The results of the work were published in a recent issue of the journal Molecular Therapy.
Laboratory tests and animal studies have shown how an agent, called SAPC-DOPS, targets tumor cells and blood vessels. These data support the further development of the drug as a new treatment for brain tumors.
Multiform glioblastoma is the most common and aggressive form of brain cancer, with a median survival of about 15 months. The main obstacle to improving the treatment of 3,470 cases that are expected in the US this year is the blood-brain barrier.
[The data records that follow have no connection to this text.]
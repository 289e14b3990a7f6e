use std::io::{BufRead, Write};

use crate::backlight::{GRID_H, GRID_W};
use crate::error::CorrectionError;

/// A per-region Gaussian blur-sigma grid, same `111x84` shape as
/// [`crate::BacklightCorrectionParameters`], used to compensate for a
/// scanner whose optical sharpness varies across the frame (commonly
/// worse toward the corners).
#[derive(Debug, Clone)]
pub struct ScannerBlurCorrectionParameters {
    width: usize,
    height: usize,
    sigma: Vec<f64>,
}

impl ScannerBlurCorrectionParameters {
    pub fn new(width: usize, height: usize) -> Self {
        ScannerBlurCorrectionParameters {
            width,
            height,
            sigma: vec![0.0; width * height],
        }
    }

    pub fn uniform(sigma: f64) -> Self {
        ScannerBlurCorrectionParameters {
            width: GRID_W,
            height: GRID_H,
            sigma: vec![sigma; GRID_W * GRID_H],
        }
    }

    pub fn width(&self) -> usize {
        self.width
    }

    pub fn height(&self) -> usize {
        self.height
    }

    pub fn set(&mut self, cx: usize, cy: usize, sigma: f64) {
        self.sigma[cy * self.width + cx] = sigma;
    }

    /// Bilinearly samples the blur sigma at normalized image coordinates.
    pub fn sigma_at(&self, u: f64, v: f64) -> f64 {
        let gx = (u.clamp(0.0, 1.0) * (self.width - 1) as f64).clamp(0.0, (self.width - 1) as f64);
        let gy = (v.clamp(0.0, 1.0) * (self.height - 1) as f64).clamp(0.0, (self.height - 1) as f64);
        let x0 = gx.floor() as usize;
        let y0 = gy.floor() as usize;
        let x1 = (x0 + 1).min(self.width - 1);
        let y1 = (y0 + 1).min(self.height - 1);
        let tx = gx - x0 as f64;
        let ty = gy - y0 as f64;
        let at = |x: usize, y: usize| self.sigma[y * self.width + x];
        let top = at(x0, y0) * (1.0 - tx) + at(x1, y0) * tx;
        let bottom = at(x0, y1) * (1.0 - tx) + at(x1, y1) * tx;
        top * (1.0 - ty) + bottom * ty
    }

    pub fn save(&self, mut w: impl Write) -> std::io::Result<()> {
        writeln!(w, "scanner_blur_correction_dimensions: {} {}", self.width, self.height)?;
        write!(w, "scanner_blur_correction_sigmas:")?;
        for v in &self.sigma {
            write!(w, " {v}")?;
        }
        writeln!(w)?;
        writeln!(w, "scanner_blur_correction_end")?;
        Ok(())
    }

    pub fn load(r: impl BufRead) -> Result<Self, CorrectionError> {
        let mut width = None;
        let mut height = None;
        let mut sigma = None;

        for line in r.lines() {
            let line = line?;
            let line = line.trim();
            if let Some(rest) = line.strip_prefix("scanner_blur_correction_dimensions:") {
                let mut parts = rest.split_whitespace();
                width = parts.next().and_then(|s| s.parse().ok());
                height = parts.next().and_then(|s| s.parse().ok());
            } else if let Some(rest) = line.strip_prefix("scanner_blur_correction_sigmas:") {
                let values: Result<Vec<f64>, _> =
                    rest.split_whitespace().map(|s| s.parse::<f64>()).collect();
                sigma = Some(values.map_err(|_| {
                    CorrectionError::MalformedBacklight("non-numeric sigma value".into())
                })?);
            } else if line == "scanner_blur_correction_end" {
                break;
            }
        }

        let width = width
            .ok_or_else(|| CorrectionError::MalformedBacklight("missing dimensions".into()))?;
        let height = height
            .ok_or_else(|| CorrectionError::MalformedBacklight("missing dimensions".into()))?;
        let sigma =
            sigma.ok_or_else(|| CorrectionError::MalformedBacklight("missing sigmas".into()))?;
        if sigma.len() != width * height {
            return Err(CorrectionError::MalformedBacklight(
                "sigma count does not match dimensions".into(),
            ));
        }
        Ok(ScannerBlurCorrectionParameters { width, height, sigma })
    }
}

#[cfg(test)]
mod tests {
    use super::*;
    use std::io::Cursor;

    #[test]
    fn uniform_grid_returns_constant_sigma_everywhere() {
        let p = ScannerBlurCorrectionParameters::uniform(1.25);
        assert!((p.sigma_at(0.0, 0.0) - 1.25).abs() < 1e-9);
        assert!((p.sigma_at(0.9, 0.1) - 1.25).abs() < 1e-9);
    }

    #[test]
    fn text_round_trips() {
        let mut p = ScannerBlurCorrectionParameters::new(3, 2);
        p.set(1, 1, 2.5);
        let mut buf = Vec::new();
        p.save(&mut buf).unwrap();
        let loaded = ScannerBlurCorrectionParameters::load(Cursor::new(buf)).unwrap();
        assert!((loaded.sigma_at(0.5, 1.0) - 2.5).abs() < 0.6);
    }
}
use std::sync::atomic::{AtomicBool, Ordering};
use std::sync::Mutex;

/// One entry in the nested task stack: a human-readable name and the
/// fraction of that task's work completed so far, in `[0.0, 1.0]`.
#[derive(Debug, Clone)]
pub struct Task {
    pub name: String,
    pub fraction_done: f64,
}

/// Tracks a stack of nested sub-tasks (e.g. "detect screen" containing
/// "fit mesh" containing "solve") and a single cooperative-cancellation
/// flag checked by solvers, deconvolution tile loops and the detector.
///
/// Cloning shares the same underlying state (`Arc` semantics via
/// `std::sync::Arc` at the call site) — `ProgressInfo` itself just owns
/// the `Mutex`/`AtomicBool`, so callers pass it behind an `Arc`.
#[derive(Debug, Default)]
pub struct ProgressInfo {
    stack: Mutex<Vec<Task>>,
    cancelled: AtomicBool,
}

impl ProgressInfo {
    pub fn new() -> Self {
        ProgressInfo {
            stack: Mutex::new(Vec::new()),
            cancelled: AtomicBool::new(false),
        }
    }

    pub fn push(&self, name: impl Into<String>) {
        self.stack.lock().unwrap().push(Task {
            name: name.into(),
            fraction_done: 0.0,
        });
    }

    pub fn pop(&self) {
        self.stack.lock().unwrap().pop();
    }

    /// Updates the fraction-done of the currently innermost task.
    pub fn set_progress(&self, fraction_done: f64) {
        if let Some(top) = self.stack.lock().unwrap().last_mut() {
            top.fraction_done = fraction_done.clamp(0.0, 1.0);
        }
    }

    pub fn cancel(&self) {
        self.cancelled.store(true, Ordering::SeqCst);
    }

    pub fn is_cancelled(&self) -> bool {
        self.cancelled.load(Ordering::SeqCst)
    }

    /// A human-readable snapshot of the task stack, innermost last, e.g.
    /// `"detect screen > fit mesh > solve (42%)"`.
    pub fn status(&self) -> String {
        let stack = self.stack.lock().unwrap();
        stack
            .iter()
            .map(|t| format!("{} ({:.0}%)", t.name, t.fraction_done * 100.0))
            .collect::<Vec<_>>()
            .join(" > ")
    }
}

#[cfg(test)]
mod tests {
    use super::*;

    #[test]
    fn push_pop_nests_correctly() {
        let p = ProgressInfo::new();
        p.push("outer");
        p.push("inner");
        p.set_progress(0.5);
        assert_eq!(p.status(), "outer (0%) > inner (50%)");
        p.pop();
        assert_eq!(p.status(), "outer (0%)");
        p.pop();
        assert_eq!(p.status(), "");
    }

    #[test]
    fn cancel_is_visible_across_clones_of_the_flag() {
        let p = ProgressInfo::new();
        assert!(!p.is_cancelled());
        p.cancel();
        assert!(p.is_cancelled());
    }
}
use thiserror::Error;

#[derive(Debug, Error)]
pub enum ParamsError {
    #[error("malformed parameter file: {0}")]
    Malformed(String),

    #[error("unknown screen type {0:?}")]
    UnknownScreenType(String),

    #[error(transparent)]
    Correction(#[from] colorscreen_correction::CorrectionError),

    #[error(transparent)]
    Io(#[from] std::io::Error),
}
This term refers to the region of closely fitting cells constituting the blood vessels of the brain. This barrier protects the brain from the toxins of blood, but it keeps the drugs from reaching the tumor.
"Few drugs have the ability to cross the blood-brain barrier of the tumor and reach the right cells," says principal researcher Balveen Kaur, Ph.D., associate professor of neurologic surgery and head of the laboratory of neurological sciences Dardinger. "Our preclinical studies show that SAPC-DOPS does both, inhibiting the growth of new blood vessels of the tumor. This gives hope that this agent can one day become an important assistant in the treatment of glioblastoma and other solid tumors ".
SAPC-DOPS (saposin dioleoylphosphatidylserine-C) is a nanopreparation that, in preclinical studies, showed activity in glioblastoma, pancreatic cancer and other solid tumors. Nanovezules unite tumor cells, causing their elimination by apoptosis.
Main findings of the study:.
SAPC-DOPS binds to open areas (PtdSer) on the surface of tumor cells;.
Blocking PtdSer on cells prevents tumor targeting;.
SAPC-DOPS inhibits the growth of tumor blood vessels in cells and in animal experiments, probably because these cells are also exposed to a high level of exposure to PtdSer.
Hypoxic cells are sensitive to SAPC-DOPS.
"Based on our data, we assume that SAPC-DOPS can have a synergistic effect in combination with chemotherapy or radiation therapy, which are known to increase the level of exposure of PtdSer to cancer cells," Kaur says..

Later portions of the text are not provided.